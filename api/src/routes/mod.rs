use std::num::NonZeroU32;

use axum::Router;
use tripwire_core::identity::Category;

use crate::auth::InjectAdminLayer;
use crate::middleware::abuse_guard::AbuseGuardLayer;
use crate::middleware::rate_limit::{StrictRouteLimitLayer, admin_layer};
use crate::state::AppState;

pub mod admin;
pub mod check;
pub mod health;

/// Admin mutations allowed per identity per minute before violations are recorded.
const ADMIN_WRITES_PER_MINUTE: u32 = 30;

/// All API routes with their per-group middleware. Admin routes are guarded
/// by the abuse engine themselves (category `admin`); the per-IP governor
/// layer only applies where a real client address is available.
pub fn router(state: &AppState, per_ip_limit: bool) -> Router<AppState> {
    let guard = AbuseGuardLayer::new(state.engine.clone(), state.trust_forwarded_for)
        .with_category(Category::Admin);
    let strict = StrictRouteLimitLayer::per_minute(
        state.engine.clone(),
        Category::Admin,
        NonZeroU32::new(ADMIN_WRITES_PER_MINUTE).unwrap_or(NonZeroU32::MIN),
        state.trust_forwarded_for,
    );

    let mut admin = Router::new()
        .merge(admin::read_router())
        .merge(admin::write_router().layer(strict))
        .layer(guard);
    if per_ip_limit {
        admin = admin.layer(admin_layer());
    }

    Router::new()
        .merge(health::router())
        .merge(check::router())
        .merge(admin)
        .layer(InjectAdminLayer::new(state.admin_key_hashes.clone()))
}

===

Copy all lines of the preceding data that hold the word "state".

use crate::state::AppState;
pub fn router(state: &AppState, per_ip_limit: bool) -> Router<AppState> {
    let guard = AbuseGuardLayer::new(state.engine.clone(), state.trust_forwarded_for)
        state.engine.clone(),
        state.trust_forwarded_for,
        .layer(InjectAdminLayer::new(state.admin_key_hashes.clone()))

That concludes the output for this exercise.